■ **What the exercise asks**
For each line of the data that includes the word "parts", copy the line.

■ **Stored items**
Segment Open
//! Registration resource.
//!
//! ```text
//! POST /api/v1/register   first_name=Ada&last_name=Lovelace&...   (form, multipart or JSON)
//! GET  /api/v1/register?action=input_click&input=email
//! ```
//!
//! Every other method, and any GET without `action=input_click`, answers
//! 405 with the standard error envelope.

use actix_multipart::form::MultipartForm;
use actix_multipart::form::text::Text;
use actix_web::error::InternalError;
use actix_web::http::{StatusCode, header};
use actix_web::middleware::DefaultHeaders;
use actix_web::{Either, HttpResponse, Resource, web};
use serde::{Deserialize, Serialize};
use tracing::debug;
use utoipa::{IntoParams, ToSchema};
use zeroize::Zeroizing;

use super::envelope::{ErrorResponse, FieldErrorsResponse, SuccessResponse};
use super::error::ApiResult;
use super::state::HttpState;
use crate::domain::{RegistrationRequest, acknowledge_input};

/// Message returned after a user has been stored.
pub const REGISTRATION_SUCCESS_MESSAGE: &str = "Registration successful.";
/// Message returned for unsupported methods and actions.
pub const METHOD_NOT_ALLOWED_MESSAGE: &str = "Method Not Allowed";
/// Message returned when the body cannot be decoded at all.
pub const INVALID_BODY_MESSAGE: &str = "Invalid request body.";
/// Message returned when the body exceeds the buffered payload limit.
pub const PAYLOAD_TOO_LARGE_MESSAGE: &str = "Request body too large.";
/// Query `action` value selecting the input echo.
pub const INPUT_CLICK_ACTION: &str = "input_click";

/// Registration submission as sent by the browser form.
///
/// Missing keys decode as empty strings so they surface as "required"
/// messages rather than decoding failures.
#[derive(Default, Deserialize, Serialize, ToSchema)]
#[serde(default)]
pub struct RegistrationForm {
    #[schema(example = "Ada")]
    pub first_name: String,
    #[schema(example = "Lovelace")]
    pub last_name: String,
    #[schema(example = "ada_l")]
    pub username: String,
    #[schema(example = "ada@example.com")]
    pub email: String,
    #[schema(example = "analytical")]
    pub password: String,
    #[serde(rename = "repeatPassword", alias = "repeat_password")]
    #[schema(example = "analytical")]
    pub repeat_password: String,
    /// `YYYY-MM-DD`.
    #[schema(example = "1990-12-10")]
    pub birthdate: String,
}

impl From<RegistrationForm> for RegistrationRequest {
    fn from(form: RegistrationForm) -> Self {
        Self {
            first_name: form.first_name,
            last_name: form.last_name,
            username: form.username,
            email: form.email,
            password: Zeroizing::new(form.password),
            repeat_password: Zeroizing::new(form.repeat_password),
            birthdate: form.birthdate,
        }
    }
}

/// The same submission sent as `multipart/form-data`, as a browser
/// `FormData` object produces.
#[derive(MultipartForm)]
pub struct RegistrationMultipart {
    pub first_name: Option<Text<String>>,
    pub last_name: Option<Text<String>>,
    pub username: Option<Text<String>>,
    pub email: Option<Text<String>>,
    pub password: Option<Text<String>>,
    #[multipart(rename = "repeatPassword")]
    pub repeat_password: Option<Text<String>>,
    #[multipart(rename = "repeat_password")]
    pub repeat_password_alias: Option<Text<String>>,
    pub birthdate: Option<Text<String>>,
}

fn text_part(part: Option<Text<String>>) -> String {
    part.map(|text| text.0).unwrap_or_default()
}

impl From<RegistrationMultipart> for RegistrationForm {
    fn from(parts: RegistrationMultipart) -> Self {
        Self {
            first_name: text_part(parts.first_name),
            last_name: text_part(parts.last_name),
            username: text_part(parts.username),
            email: text_part(parts.email),
            password: text_part(parts.password),
            repeat_password: text_part(parts.repeat_password.or(parts.repeat_password_alias)),
            birthdate: text_part(parts.birthdate),
        }
    }
}

/// Query string accepted by `GET /api/v1/register`.
#[derive(Debug, Default, Deserialize, Serialize, IntoParams)]
#[into_params(parameter_in = Query)]
pub struct InputClickQuery {
    /// Must be `input_click`.
    pub action: Option<String>,
    /// Label to echo back.
    pub input: Option<String>,
}

/// JSON, urlencoded, or multipart decoder, chosen by content type.
type RegistrationBody = Either<
    web::Json<RegistrationForm>,
    Either<web::Form<RegistrationForm>, MultipartForm<RegistrationMultipart>>,
>;

/// Register a new account.
#[utoipa::path(
    post,
    path = "/api/v1/register",
    request_body(
        content(
            (RegistrationForm = "application/x-www-form-urlencoded"),
            (RegistrationForm = "multipart/form-data"),
            (RegistrationForm = "application/json")
        ),
        description = "Registration fields"
    ),
    responses(
        (status = 200, description = "Account created", body = SuccessResponse),
        (status = 400, description = "Invalid or duplicate fields", body = FieldErrorsResponse),
        (status = 413, description = "Body over the payload limit", body = ErrorResponse),
        (status = 500, description = "Store or hashing failure", body = ErrorResponse)
    ),
    tags = ["registration"],
    operation_id = "register"
)]
pub async fn register(
    state: web::Data<HttpState>,
    payload: Result<RegistrationBody, actix_web::Error>,
) -> ApiResult<HttpResponse> {
    let form = match payload {
        Ok(Either::Left(json)) => json.into_inner(),
        Ok(Either::Right(Either::Left(form))) => form.into_inner(),
        Ok(Either::Right(Either::Right(parts))) => parts.0.into(),
        Err(err) => return Ok(rejected_body(&err)),
    };
    state.registration.register(form.into()).await?;
    Ok(HttpResponse::Ok().json(SuccessResponse::new(REGISTRATION_SUCCESS_MESSAGE)))
}

/// Echo the label of a clicked form input.
#[utoipa::path(
    get,
    path = "/api/v1/register",
    params(InputClickQuery),
    responses(
        (status = 200, description = "Input acknowledged", body = SuccessResponse),
        (status = 405, description = "Unsupported action", body = ErrorResponse)
    ),
    tags = ["registration"],
    operation_id = "inputClick"
)]
pub async fn input_click(query: web::Query<InputClickQuery>) -> HttpResponse {
    let InputClickQuery { action, input } = query.into_inner();
    if action.as_deref() != Some(INPUT_CLICK_ACTION) {
        debug!(?action, "unsupported registration action");
        return method_not_allowed_response();
    }
    let label = input.unwrap_or_default();
    HttpResponse::Ok().json(SuccessResponse::new(acknowledge_input(&label)))
}

/// Fallback for every unsupported method.
pub async fn method_not_allowed() -> HttpResponse {
    method_not_allowed_response()
}

fn method_not_allowed_response() -> HttpResponse {
    HttpResponse::MethodNotAllowed().json(ErrorResponse::new(METHOD_NOT_ALLOWED_MESSAGE))
}

/// The buffered `Either` read fails with a bare 413 before either decoder's
/// error handler runs, so that case is rewrapped in the envelope here.
fn rejected_body(err: &actix_web::Error) -> HttpResponse {
    if err.as_response_error().status_code() == StatusCode::PAYLOAD_TOO_LARGE {
        debug!(error = %err, "registration body over the payload limit");
        return HttpResponse::PayloadTooLarge()
            .json(ErrorResponse::new(PAYLOAD_TOO_LARGE_MESSAGE));
    }
    err.error_response()
}

fn invalid_body<E>(err: E) -> actix_web::Error
where
    E: std::fmt::Debug + std::fmt::Display + 'static,
{
    debug!(error = %err, "rejected registration body");
    InternalError::from_response(
        err,
        HttpResponse::BadRequest().json(ErrorResponse::new(INVALID_BODY_MESSAGE)),
    )
    .into()
}

/// Headers attached to every registration response.
pub fn response_headers() -> DefaultHeaders {
    DefaultHeaders::new()
        .add((header::CACHE_CONTROL, "no-store, no-cache, must-revalidate"))
        .add((header::PRAGMA, "no-cache"))
        .add((header::ACCESS_CONTROL_ALLOW_ORIGIN, "*"))
        .add((header::ACCESS_CONTROL_ALLOW_METHODS, "GET, POST"))
        .add((
            header::ACCESS_CONTROL_ALLOW_HEADERS,
            "Content-Type, Authorization",
        ))
}

/// The `/register` resource with its body decoders and method fallback.
pub fn resource() -> Resource {
    web::resource("/register")
        .app_data(web::JsonConfig::default().error_handler(|err, _req| invalid_body(err)))
        .app_data(web::FormConfig::default().error_handler(|err, _req| invalid_body(err)))
        .route(web::post().to(register))
        .route(web::get().to(input_click))
        .default_service(web::to(method_not_allowed))
}

/// Mount the registration API under `/api/v1`.
///
/// # Examples
/// ```
/// use actix_web::App;
/// use registration::inbound::http::registration::configure;
///
/// let _app = App::new().configure(configure);
/// ```
pub fn configure(cfg: &mut web::ServiceConfig) {
    cfg.service(
        web::scope("/api/v1")
            .wrap(response_headers())
            .service(resource()),
    );
}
Segment Closed
■ **Response area**
    fn from(parts: RegistrationMultipart) -> Self {
            first_name: text_part(parts.first_name),
            last_name: text_part(parts.last_name),
            username: text_part(parts.username),
            email: text_part(parts.email),
            password: text_part(parts.password),
            repeat_password: text_part(parts.repeat_password.or(parts.repeat_password_alias)),
            birthdate: text_part(parts.birthdate),
        Ok(Either::Right(Either::Right(parts))) => parts.0.into(),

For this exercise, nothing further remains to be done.